◆ **Your task**:
Write out the data below in full, please. Keep every character as given.

** Records shown follows **

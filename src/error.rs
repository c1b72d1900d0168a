use std::fmt;
use std::ops::Range;

/// Alias for results returned by the collections of this crate.
pub type Result<T> = std::result::Result<T, Error>;

/// The operation that rejected an index.
#[derive(Debug, Clone, Copy, PartialEq, Eq, Hash)]
pub enum Access {
    /// Reading an element, e.g. [`DoubleLinkedList::get`](crate::DoubleLinkedList::get).
    Get,
    /// Inserting an element at an index.
    Insert,
    /// Removing the element at an index.
    Remove,
    /// Creating a cursor at an index.
    Cursor,
}

/// Errors raised by [`DoubleLinkedList`](crate::DoubleLinkedList) and
/// [`Queue`](crate::Queue).
///
/// Every fallible operation validates its input before touching the
/// linked structure, so a returned error means the collection is
/// unchanged.
#[derive(Debug, Clone, PartialEq, Eq)]
pub enum Error {
    /// An index was outside of the valid range for the operation.
    OutOfBounds {
        /// The offending index.
        index: usize,
        /// The valid (half-open) range of indices at the time of the call.
        bounds: Range<usize>,
        /// The operation that was attempted.
        access: Access,
    },
    /// The value to remove is not in the list.
    NotFound,
    /// An end of an empty collection was accessed.
    Empty,
}

impl Error {
    pub(crate) fn out_of_bounds(index: usize, bounds: Range<usize>, access: Access) -> Self {
        log::debug!("{:?} rejected: index {} outside {:?}", access, index, bounds);
        Error::OutOfBounds {
            index,
            bounds,
            access,
        }
    }

    pub(crate) fn empty(what: &str) -> Self {
        log::debug!("{} on an empty collection", what);
        Error::Empty
    }

    pub(crate) fn not_found() -> Self {
        log::debug!("value to remove is not in the list");
        Error::NotFound
    }
}

impl fmt::Display for Access {
    fn fmt(&self, f: &mut fmt::Formatter<'_>) -> fmt::Result {
        let verb = match self {
            Access::Get => "retrieving an element",
            Access::Insert => "adding an element",
            Access::Remove => "removing an element",
            Access::Cursor => "placing a cursor",
        };
        f.write_str(verb)
    }
}

impl fmt::Display for Error {
    fn fmt(&self, f: &mut fmt::Formatter<'_>) -> fmt::Result {
        match self {
            Error::OutOfBounds {
                index,
                bounds,
                access,
            } => write!(
                f,
                "{} outside the list's borders: valid range [{}, {}), attempted at {}",
                access, bounds.start, bounds.end, index
            ),
            Error::NotFound => f.write_str("the list does not contain the value"),
            Error::Empty => f.write_str("the collection is empty"),
        }
    }
}

impl std::error::Error for Error {}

** End of Records shown **

◆ **Your solution**:
filename src/error.rs
repository c1b72d1900d0168a
use std::fmt;
use std::ops::Range;

/// Alias for results returned by the collections of this crate.
pub type Result<T> = std::result::Result<T, Error>;

/// The operation that rejected an index.
#[derive(Debug, Clone, Copy, PartialEq, Eq, Hash)]
pub enum Access {
    /// Reading an element, e.g. [`DoubleLinkedList::get`](crate::DoubleLinkedList::get).
    Get,
    /// Inserting an element at an index.
    Insert,
    /// Removing the element at an index.
    Remove,
    /// Creating a cursor at an index.
    Cursor,
}

/// Errors raised by [`DoubleLinkedList`](crate::DoubleLinkedList) and
/// [`Queue`](crate::Queue).
///
/// Every fallible operation validates its input before touching the
/// linked structure, so a returned error means the collection is
/// unchanged.
#[derive(Debug, Clone, PartialEq, Eq)]
pub enum Error {
    /// An index was outside of the valid range for the operation.
    OutOfBounds {
        /// The offending index.
        index: usize,
        /// The valid (half-open) range of indices at the time of the call.
        bounds: Range<usize>,
        /// The operation that was attempted.
        access: Access,
    },
    /// The value to remove is not in the list.
    NotFound,
    /// An end of an empty collection was accessed.
    Empty,
}

impl Error {
    pub(crate) fn out_of_bounds(index: usize, bounds: Range<usize>, access: Access) -> Self {
        log::debug!("{:?} rejected: index {} outside {:?}", access, index, bounds);
        Error::OutOfBounds {
            index,
            bounds,
            access,
        }
    }

    pub(crate) fn empty(what: &str) -> Self {
        log::debug!("{} on an empty collection", what);
        Error::Empty
    }

    pub(crate) fn not_found() -> Self {
        log::debug!("value to remove is not in the list");
        Error::NotFound
    }
}

impl fmt::Display for Access {
    fn fmt(&self, f: &mut fmt::Formatter<'_>) -> fmt::Result {
        let verb = match self {
            Access::Get => "retrieving an element",
            Access::Insert => "adding an element",
            Access::Remove => "removing an element",
            Access::Cursor => "placing a cursor",
        };
        f.write_str(verb)
    }
}

impl fmt::Display for Error {
    fn fmt(&self, f: &mut fmt::Formatter<'_>) -> fmt::Result {
        match self {
            Error::OutOfBounds {
                index,
                bounds,
                access,
            } => write!(
                f,
                "{} outside the list's borders: valid range [{}, {}), attempted at {}",
                access, bounds.start, bounds.end, index
            ),
            Error::NotFound => f.write_str("the list does not contain the value"),
            Error::Empty => f.write_str("the collection is empty"),
        }
    }
}

impl std::error::Error for Error {}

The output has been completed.